Grandes diretores surgiram e outros se consolidaram. Temáticas já tratadas no passado de Hollywood voltaram com um novo vigor, tais como gangsters e policiais. A guerra também foi abordada, mas com uma visão mais crítica. Novas histórias foram criadas e renovaram o conteúdo do cenário cinematográfico. Atores como Marlon Brando e os ainda novatos Gene Hackman, Jack Nicholson, Al Pacino e Robert De Niro se sobressaíram.
Filmes selecionados
Em 1970, um talentoso diretor despontou, Robert Altman, e seu divertido, mas também crítico, “MASH”, sobre os bastidores da guerra da Coréia nos anos 50. O subtexto é a guerra do Vietnã que ocorria na época do filme. O filme retrata uma unidade de médicos do exército americano estacionada em um Hospital Cirúrgico Móvel (MASH) durante a Guerra da Coréia. O filme é satírico, mas sem deixar de ser sério sobre os malefícios da guerra. Trocadilhos e jogos de palavras, duplos sentidos da cultura americana foram brilhantemente reproduzidos na tela.

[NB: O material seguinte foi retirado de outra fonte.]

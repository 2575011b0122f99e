//! Presence validators
//!
//! These run even when the value is null, which is the only case most of
//! them care about.

use jsonclass_value::{Dict, Value};

use crate::ctx::Ctx;
use crate::error::Result;
use crate::fdef::{Fdef, FieldStorage, FieldType, Nullability};
use crate::graph::Graph;
use crate::modifier::Modifier;

/// Name of the field the context belongs to
fn field_name(ctx: &Ctx) -> Option<&str> {
    ctx.keypath_owner.segments().first().map(String::as_str)
}

/// Local key stored on the owner for the current field
fn has_local_key(ctx: &Ctx, graph: &Graph) -> Result<bool> {
    let (Some(owner), Some(field)) = (ctx.owner, field_name(ctx)) else {
        return Ok(false);
    };
    Ok(graph
        .object(owner)?
        .local_key(field)
        .is_some_and(|key| !key.is_null()))
}

/// Sibling field value, null without an owner
fn sibling(ctx: &Ctx, graph: &Graph, key: &str) -> Result<Value> {
    match ctx.owner {
        Some(owner) => graph.get(owner, key),
        None => Ok(Value::Null),
    }
}

/// Value must not be null
#[derive(Debug, Clone, Copy)]
pub(crate) struct Required;

impl Modifier for Required {
    fn define(&self, fdef: &mut Fdef) {
        fdef.item_nullability = Nullability::Required;
    }

    fn checks_presence(&self) -> bool {
        true
    }

    fn validate(&self, ctx: &Ctx, graph: &Graph) -> Result<()> {
        if !ctx.value.is_null() {
            return Ok(());
        }
        let satisfied = match ctx.fdef.storage {
            // the other side holds the key
            FieldStorage::ForeignKey => true,
            FieldStorage::LocalKey => has_local_key(ctx, graph)?,
            FieldStorage::Embedded | FieldStorage::Temp => false,
        };
        if satisfied {
            Ok(())
        } else {
            Err(ctx.fail(format!("Value at '{}' should not be None.", ctx.keypath_root)))
        }
    }
}

/// Value must be present, reference lists must not be empty
#[derive(Debug, Clone, Copy)]
pub(crate) struct Present;

impl Modifier for Present {
    fn checks_presence(&self) -> bool {
        true
    }

    fn validate(&self, ctx: &Ctx, graph: &Graph) -> Result<()> {
        let present = match &ctx.value {
            Value::Null => {
                ctx.fdef.storage == FieldStorage::LocalKey && has_local_key(ctx, graph)?
            }
            Value::List(items) if ctx.fdef.is_reference() => !items.is_empty(),
            _ => true,
        };
        if present {
            Ok(())
        } else {
            Err(ctx.fail(format!("Value at '{}' should be present.", ctx.keypath_root)))
        }
    }
}

/// Value required whenever a sibling field is set
#[derive(Debug, Clone)]
pub(crate) struct PresentWith {
    key: String,
}

impl PresentWith {
    pub(crate) fn new(key: impl Into<String>) -> Self {
        Self { key: key.into() }
    }
}

impl Modifier for PresentWith {
    fn checks_presence(&self) -> bool {
        true
    }

    fn validate(&self, ctx: &Ctx, graph: &Graph) -> Result<()> {
        if !ctx.value.is_null() || sibling(ctx, graph, &self.key)?.is_null() {
            return Ok(());
        }
        Err(ctx.fail(format!(
            "Value at '{}' should be present since it's referring value is presented.",
            ctx.keypath_root
        )))
    }
}

/// Value required whenever every listed sibling field is unset
#[derive(Debug, Clone)]
pub(crate) struct PresentWithout {
    keys: Vec<String>,
}

impl PresentWithout {
    pub(crate) fn new(keys: Vec<String>) -> Self {
        Self { keys }
    }
}

impl Modifier for PresentWithout {
    fn checks_presence(&self) -> bool {
        true
    }

    fn validate(&self, ctx: &Ctx, graph: &Graph) -> Result<()> {
        if !ctx.value.is_null() || ctx.owner.is_none() {
            return Ok(());
        }
        for key in &self.keys {
            if !sibling(ctx, graph, key)?.is_null() {
                return Ok(());
            }
        }
        Err(ctx.fail(format!(
            "Value at '{}' should be present since it's referring values are not presented.",
            ctx.keypath_root
        )))
    }
}

/// Any non-null value is rejected
#[derive(Debug, Clone, Copy)]
pub(crate) struct Invalid;

impl Modifier for Invalid {
    fn validate(&self, ctx: &Ctx, _graph: &Graph) -> Result<()> {
        Err(ctx.fail(format!("Value at '{}' is invalid.", ctx.keypath_root)))
    }
}

/// Null collections become empty
#[derive(Debug, Clone, Copy)]
pub(crate) struct Nonnull;

impl Modifier for Nonnull {
    fn define(&self, fdef: &mut Fdef) {
        fdef.collection_nullability = Nullability::Nonnull;
    }

    fn eager(&self) -> bool {
        true
    }

    fn transform(&self, ctx: &Ctx, _graph: &mut Graph) -> Result<Value> {
        if !ctx.value.is_null() {
            return Ok(ctx.value.clone());
        }
        Ok(match ctx.fdef.field_type {
            FieldType::List => Value::List(Vec::new()),
            FieldType::Dict | FieldType::Shape => Value::Dict(Dict::new()),
            _ => Value::Null,
        })
    }
}

#[cfg(test)]
mod tests {
    use crate::graph::Graph;
    use crate::schema::{ClassDef, Schema};
    use crate::types::types;
    use serde_json::json;

    fn graph() -> Graph {
        let schema = Schema::builder()
            .class(
                ClassDef::new("Contact")
                    .field("email", types().str())
                    .field("phone", types().str().presentwithout(["email"]))
                    .field("phone_ext", types().str().presentwith("phone"))
                    .field("tags", types().listof(types().str()).nonnull())
                    .field("note", types().str().invalid()),
            )
            .build()
            .unwrap();
        Graph::new(schema)
    }

    fn message(g: &Graph, id: jsonclass_value::ObjectId, keypath: &str) -> Option<String> {
        g.validate(id)
            .err()
            .and_then(|e| e.as_validation().and_then(|v| v.get(keypath)).map(str::to_string))
    }

    #[test]
    fn present_without_siblings() {
        let mut g = graph();
        let id = g.create("Contact", json!({})).unwrap();
        assert_eq!(
            message(&g, id, "phone").as_deref(),
            Some("Value at 'phone' should be present since it's referring values are not presented.")
        );
        let id = g.create("Contact", json!({"email": "a@b.co"})).unwrap();
        assert!(g.validate(id).is_ok());
    }

    #[test]
    fn present_with_sibling() {
        let mut g = graph();
        let id = g.create("Contact", json!({"phone": "123"})).unwrap();
        assert_eq!(
            message(&g, id, "phoneExt").as_deref(),
            Some("Value at 'phoneExt' should be present since it's referring value is presented.")
        );
    }

    #[test]
    fn nonnull_fills_empty_list() {
        let mut g = graph();
        let id = g.create("Contact", json!({"email": "a@b.co"})).unwrap();
        assert_eq!(g.get(id, "tags").unwrap(), jsonclass_value::Value::List(vec![]));
    }

    #[test]
    fn invalid_rejects_any_value() {
        let mut g = graph();
        let id = g.create("Contact", json!({"email": "a@b.co", "note": "x"})).unwrap();
        assert_eq!(
            message(&g, id, "note").as_deref(),
            Some("Value at 'note' is invalid.")
        );
    }
}
//! Execution context
//!
//! A [`Ctx`] is created fresh for every top-level pass (one create, one
//! validate, one serialization) and threaded by value through the recursive
//! descent. Each step derives a new context with the value, keypaths, owner
//! or field definition replaced. The only state shared between sibling
//! branches is the [`LookupMap`], which deduplicates objects by
//! `(class, primary key)` for the duration of the pass.

use std::cell::RefCell;
use std::collections::{HashMap, HashSet};
use std::fmt::Display;
use std::rc::Rc;
use std::sync::Arc;

use jsonclass_value::{Keypath, ObjectId, Value};

use crate::cdef::{Cdef, JField};
use crate::error::{Error, Result};
use crate::fdef::Fdef;

/// Identity map of one traversal
#[derive(Debug, Clone, Default)]
pub struct LookupMap {
    objects: HashMap<(String, String), ObjectId>,
    visited: HashSet<ObjectId>,
}

impl LookupMap {
    fn key(class: &str, id: &Value) -> Option<(String, String)> {
        let id = match id {
            Value::Str(s) => format!("s:{s}"),
            Value::Int(i) => format!("i:{i}"),
            _ => return None,
        };
        Some((class.to_string(), id))
    }

    /// Object already seen with this primary key
    #[must_use]
    pub fn fetch(&self, class: &str, id: &Value) -> Option<ObjectId> {
        Self::key(class, id).and_then(|key| self.objects.get(&key).copied())
    }

    /// Record an object under its primary key
    ///
    /// Keys that are neither strings nor integers are not recorded.
    pub fn put(&mut self, class: &str, id: &Value, object: ObjectId) {
        if let Some(key) = Self::key(class, id) {
            self.objects.insert(key, object);
        }
    }

    /// Mark an object visited, returning `false` if it already was
    pub fn visit(&mut self, object: ObjectId) -> bool {
        self.visited.insert(object)
    }

    /// Take over primary key registrations made on another map
    pub fn adopt(&mut self, other: &LookupMap) {
        self.objects
            .extend(other.objects.iter().map(|(key, id)| (key.clone(), *id)));
    }

    /// Number of objects registered by primary key
    #[must_use]
    pub fn len(&self) -> usize {
        self.objects.len()
    }

    /// Check for an empty map
    #[must_use]
    pub fn is_empty(&self) -> bool {
        self.objects.is_empty()
    }
}

/// State of one pipeline invocation
#[derive(Debug, Clone)]
pub struct Ctx {
    /// Value being processed
    pub value: Value,
    /// Keypath from the root object, in output key names
    pub keypath_root: Keypath,
    /// Keypath from the owning object, in field names
    pub keypath_owner: Keypath,
    /// Object the pass was invoked on
    pub root: Option<ObjectId>,
    /// Object owning the current field
    pub owner: Option<ObjectId>,
    /// Existing object to transform input into
    pub dest: Option<ObjectId>,
    /// Class of the owning object
    pub cdef_owner: Option<Arc<Cdef>>,
    /// Definition of the current field
    pub fdef: Arc<Fdef>,
    /// Collect-all (`Some(true)`) or fail-fast (`Some(false)`); `None` follows class config
    pub all_fields: Option<bool>,
    /// Fill fields absent from input with their defaults
    pub fill_blanks: bool,
    /// Serialize write-only fields too
    pub ignore_writeonly: bool,
    /// Caller acting on the graph
    pub operator: Option<Value>,
    /// Class names being serialized, outermost first
    pub entity_chain: im::Vector<String>,
    /// Current nesting depth
    pub depth: usize,
    /// Nesting depth limit
    pub max_depth: usize,
    lookup: Rc<RefCell<LookupMap>>,
}

impl Ctx {
    /// Root context with a fresh lookup map
    #[must_use]
    pub fn new(value: Value, max_depth: usize) -> Self {
        Self {
            value,
            keypath_root: Keypath::root(),
            keypath_owner: Keypath::root(),
            root: None,
            owner: None,
            dest: None,
            cdef_owner: None,
            fdef: Arc::new(Fdef::default()),
            all_fields: None,
            fill_blanks: false,
            ignore_writeonly: false,
            operator: None,
            entity_chain: im::Vector::new(),
            depth: 0,
            max_depth,
            lookup: Rc::new(RefCell::new(LookupMap::default())),
        }
    }

    /// Same context, another value
    #[inline]
    #[must_use]
    pub fn with_value(&self, value: Value) -> Self {
        let mut ctx = self.clone();
        ctx.value = value;
        ctx
    }

    /// Context for an item or key one level down
    ///
    /// # Errors
    /// Returns a validation error when the nesting limit is exceeded
    pub fn descend(&self, value: Value, key: impl Display) -> Result<Self> {
        let mut ctx = self.clone();
        ctx.value = value;
        ctx.keypath_root = self.keypath_root.child(&key);
        ctx.keypath_owner = self.keypath_owner.child(&key);
        ctx.dest = None;
        ctx.deeper()?;
        Ok(ctx)
    }

    /// Context for a field of `owner`
    ///
    /// # Errors
    /// Returns a validation error when the nesting limit is exceeded
    pub fn for_field(
        &self,
        owner: ObjectId,
        cdef: &Arc<Cdef>,
        field: &JField,
        value: Value,
    ) -> Result<Self> {
        let mut ctx = self.clone();
        ctx.value = value;
        ctx.keypath_root = self.keypath_root.child(field.json_name());
        ctx.keypath_owner = Keypath::single(field.name());
        ctx.owner = Some(owner);
        ctx.dest = None;
        ctx.cdef_owner = Some(Arc::clone(cdef));
        ctx.deeper()?;
        Ok(ctx)
    }

    fn deeper(&mut self) -> Result<()> {
        self.depth += 1;
        if self.depth > self.max_depth {
            return Err(self.fail(format!(
                "Value at '{}' exceeds the maximum nesting depth of {}.",
                self.keypath_root, self.max_depth
            )));
        }
        Ok(())
    }

    /// Copy with a private snapshot of the lookup map
    ///
    /// Used for speculative passes whose registrations must not leak.
    #[must_use]
    pub fn isolated(&self) -> Self {
        let mut ctx = self.clone();
        let snapshot = self.lookup.borrow().clone();
        ctx.lookup = Rc::new(RefCell::new(snapshot));
        ctx
    }

    /// Keep the primary key registrations of an accepted isolated pass
    pub fn commit(&self, trial: &Ctx) {
        if Rc::ptr_eq(&self.lookup, &trial.lookup) {
            return;
        }
        let registered = trial.lookup.borrow();
        self.lookup.borrow_mut().adopt(&registered);
    }

    /// Object already seen with this primary key
    #[must_use]
    pub fn fetch(&self, class: &str, id: &Value) -> Option<ObjectId> {
        self.lookup.borrow().fetch(class, id)
    }

    /// Record an object under its primary key
    pub fn put(&self, class: &str, id: &Value, object: ObjectId) {
        self.lookup.borrow_mut().put(class, id, object);
    }

    /// Mark an object visited, returning `false` if it already was
    pub fn visit(&self, object: ObjectId) -> bool {
        self.lookup.borrow_mut().visit(object)
    }

    /// Effective aggregation mode for a class
    #[inline]
    #[must_use]
    pub fn collect_all(&self, cdef: &Cdef) -> bool {
        self.all_fields.unwrap_or(cdef.validate_all_fields())
    }

    /// Aggregation mode for collections, following the owning class
    #[must_use]
    pub fn collect_items(&self) -> bool {
        self.all_fields
            .or_else(|| self.cdef_owner.as_ref().map(|c| c.validate_all_fields()))
            .unwrap_or(false)
    }

    /// Validation error at the current keypath
    #[must_use]
    pub fn fail(&self, message: impl Into<String>) -> Error {
        Error::validation(&self.keypath_root, message, self.root)
    }
}
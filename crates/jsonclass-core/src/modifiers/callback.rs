//! User callbacks

use std::fmt::{self, Debug, Formatter};
use std::sync::Arc;

use jsonclass_value::Value;

use crate::ctx::Ctx;
use crate::error::Result;
use crate::graph::Graph;
use crate::modifier::Modifier;

/// Outcome of a user validation callback
///
/// Callbacks may return `bool`, `()`, a message, or an optional message;
/// each converts into a verdict.
#[derive(Debug, Clone, PartialEq, Eq)]
pub enum Verdict {
    /// Accepted
    Valid,
    /// Rejected with the generic message
    Invalid,
    /// Rejected with a custom message
    Message(String),
}

impl Verdict {
    fn into_result(self, ctx: &Ctx) -> Result<()> {
        match self {
            Self::Valid => Ok(()),
            Self::Invalid => Err(ctx.fail("invalid value")),
            Self::Message(message) => Err(ctx.fail(message)),
        }
    }
}

impl From<bool> for Verdict {
    fn from(valid: bool) -> Self {
        if valid {
            Self::Valid
        } else {
            Self::Invalid
        }
    }
}

impl From<()> for Verdict {
    fn from((): ()) -> Self {
        Self::Valid
    }
}

impl From<&str> for Verdict {
    fn from(message: &str) -> Self {
        Self::Message(message.to_string())
    }
}

impl From<String> for Verdict {
    fn from(message: String) -> Self {
        Self::Message(message)
    }
}

impl From<Option<String>> for Verdict {
    fn from(message: Option<String>) -> Self {
        message.map_or(Self::Valid, Self::Message)
    }
}

type Predicate = dyn Fn(&Value) -> Verdict + Send + Sync;
type Comparison = dyn Fn(&Value, &Value) -> Verdict + Send + Sync;
type Setter = dyn Fn(&Value) -> Value + Send + Sync;
type Hook = dyn Fn(&Value) + Send + Sync;

/// Opaque shared closure
pub(crate) struct Callback<F: ?Sized>(Arc<F>);

impl<F: ?Sized> Clone for Callback<F> {
    fn clone(&self) -> Self {
        Self(Arc::clone(&self.0))
    }
}

impl<F: ?Sized> Debug for Callback<F> {
    fn fmt(&self, f: &mut Formatter<'_>) -> fmt::Result {
        f.write_str("Callback(..)")
    }
}

/// Custom validation
#[derive(Debug, Clone)]
pub(crate) struct ValidateWith(Callback<Predicate>);

impl ValidateWith {
    pub(crate) fn new(f: impl Fn(&Value) -> Verdict + Send + Sync + 'static) -> Self {
        Self(Callback(Arc::new(f)))
    }
}

impl Modifier for ValidateWith {
    fn validate(&self, ctx: &Ctx, _graph: &Graph) -> Result<()> {
        (self.0 .0)(&ctx.value).into_result(ctx)
    }
}

/// Validation of a change against the previously saved value
///
/// Runs only for persisted owners whose field was modified.
#[derive(Debug, Clone)]
pub(crate) struct Compare(Callback<Comparison>);

impl Compare {
    pub(crate) fn new(f: impl Fn(&Value, &Value) -> Verdict + Send + Sync + 'static) -> Self {
        Self(Callback(Arc::new(f)))
    }
}

impl Modifier for Compare {
    fn validate(&self, ctx: &Ctx, graph: &Graph) -> Result<()> {
        let (Some(owner), Some(field)) = (ctx.owner, ctx.keypath_owner.segments().first()) else {
            return Ok(());
        };
        let object = graph.object(owner)?;
        if object.is_new() || !object.is_modified(field) {
            return Ok(());
        }
        let old = object.previous(field).cloned().unwrap_or_default();
        (self.0 .0)(&old, &ctx.value).into_result(ctx)
    }
}

/// Boundary between regular validation and save-time modifiers
#[derive(Debug, Clone, Copy)]
pub(crate) struct Preserialize;

impl Modifier for Preserialize {
    fn is_preserialize(&self) -> bool {
        true
    }
}

/// Replaces the value when the object is saved
#[derive(Debug, Clone)]
pub(crate) struct SetOnSave(Callback<Setter>);

impl SetOnSave {
    pub(crate) fn new(f: impl Fn(&Value) -> Value + Send + Sync + 'static) -> Self {
        Self(Callback(Arc::new(f)))
    }
}

impl Modifier for SetOnSave {
    fn eager(&self) -> bool {
        true
    }

    fn serialize(&self, ctx: &Ctx, _graph: &mut Graph) -> Result<Value> {
        Ok((self.0 .0)(&ctx.value))
    }
}

/// Side effect when the object is saved
#[derive(Debug, Clone)]
pub(crate) struct OnSave(Callback<Hook>);

impl OnSave {
    pub(crate) fn new(f: impl Fn(&Value) + Send + Sync + 'static) -> Self {
        Self(Callback(Arc::new(f)))
    }
}

impl Modifier for OnSave {
    fn eager(&self) -> bool {
        true
    }

    fn serialize(&self, ctx: &Ctx, _graph: &mut Graph) -> Result<Value> {
        (self.0 .0)(&ctx.value);
        Ok(ctx.value.clone())
    }
}

#[cfg(test)]
mod tests {
    use super::*;

    #[test]
    fn verdict_conversions() {
        assert_eq!(Verdict::from(true), Verdict::Valid);
        assert_eq!(Verdict::from(false), Verdict::Invalid);
        assert_eq!(Verdict::from(()), Verdict::Valid);
        assert_eq!(Verdict::from("bad"), Verdict::Message("bad".into()));
        assert_eq!(Verdict::from(None::<String>), Verdict::Valid);
    }

    #[test]
    fn verdict_messages() {
        let ctx = Ctx::new(Value::Null, 4).descend(Value::Int(1), "n").unwrap();
        let err = Verdict::Invalid.into_result(&ctx).unwrap_err();
        assert_eq!(err.as_validation().unwrap().get("n"), Some("invalid value"));
        let err = Verdict::Message("too big".into()).into_result(&ctx).unwrap_err();
        assert_eq!(err.as_validation().unwrap().get("n"), Some("too big"));
    }
}
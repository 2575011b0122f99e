//! Cross-field modifiers

use jsonclass_value::Value;

use crate::ctx::Ctx;
use crate::error::Result;
use crate::graph::Graph;
use crate::modifier::Modifier;

/// Takes the value of a sibling field
#[derive(Debug, Clone)]
pub(crate) struct Fval {
    field: String,
}

impl Fval {
    pub(crate) fn new(field: impl Into<String>) -> Self {
        Self {
            field: field.into(),
        }
    }
}

impl Modifier for Fval {
    fn eager(&self) -> bool {
        true
    }

    fn transform(&self, ctx: &Ctx, graph: &mut Graph) -> Result<Value> {
        match ctx.owner {
            Some(owner) => graph.get(owner, &self.field),
            None => Ok(ctx.value.clone()),
        }
    }
}

/// Value must equal a literal
#[derive(Debug, Clone)]
pub(crate) struct Equals {
    expected: Value,
}

impl Equals {
    pub(crate) fn new(expected: Value) -> Self {
        Self { expected }
    }
}

impl Modifier for Equals {
    fn validate(&self, ctx: &Ctx, _graph: &Graph) -> Result<()> {
        if ctx.value == self.expected {
            return Ok(());
        }
        Err(ctx.fail(format!(
            "Value '{}' at '{}' should equal '{}'.",
            ctx.value, ctx.keypath_root, self.expected
        )))
    }
}

/// Value must equal a sibling field
#[derive(Debug, Clone)]
pub(crate) struct EqualsField {
    field: String,
}

impl EqualsField {
    pub(crate) fn new(field: impl Into<String>) -> Self {
        Self {
            field: field.into(),
        }
    }
}

impl Modifier for EqualsField {
    fn validate(&self, ctx: &Ctx, graph: &Graph) -> Result<()> {
        let Some(owner) = ctx.owner else {
            return Ok(());
        };
        if graph.get(owner, &self.field)? == ctx.value {
            return Ok(());
        }
        Err(ctx.fail(format!(
            "Value at '{}' should equal value of field '{}'.",
            ctx.keypath_root, self.field
        )))
    }
}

“Operação França”, de1971, dirigido por William Friedkin, é um thriller de crimes que acompanha o policial Jimmy Popeye (Gene Hackman), que, com o intuito de desarticular uma rede de tráfico francesa, não segue as normas da lei e age por conta própria em perseguições cruas de tirar o fôlego pelas estradas e becos de Nova York. O filme é um revolucionário policial e a sujeira das ruas e suas marginalidades começavam a serem mostradas no cinema de forma mais realista e sem maquiagem.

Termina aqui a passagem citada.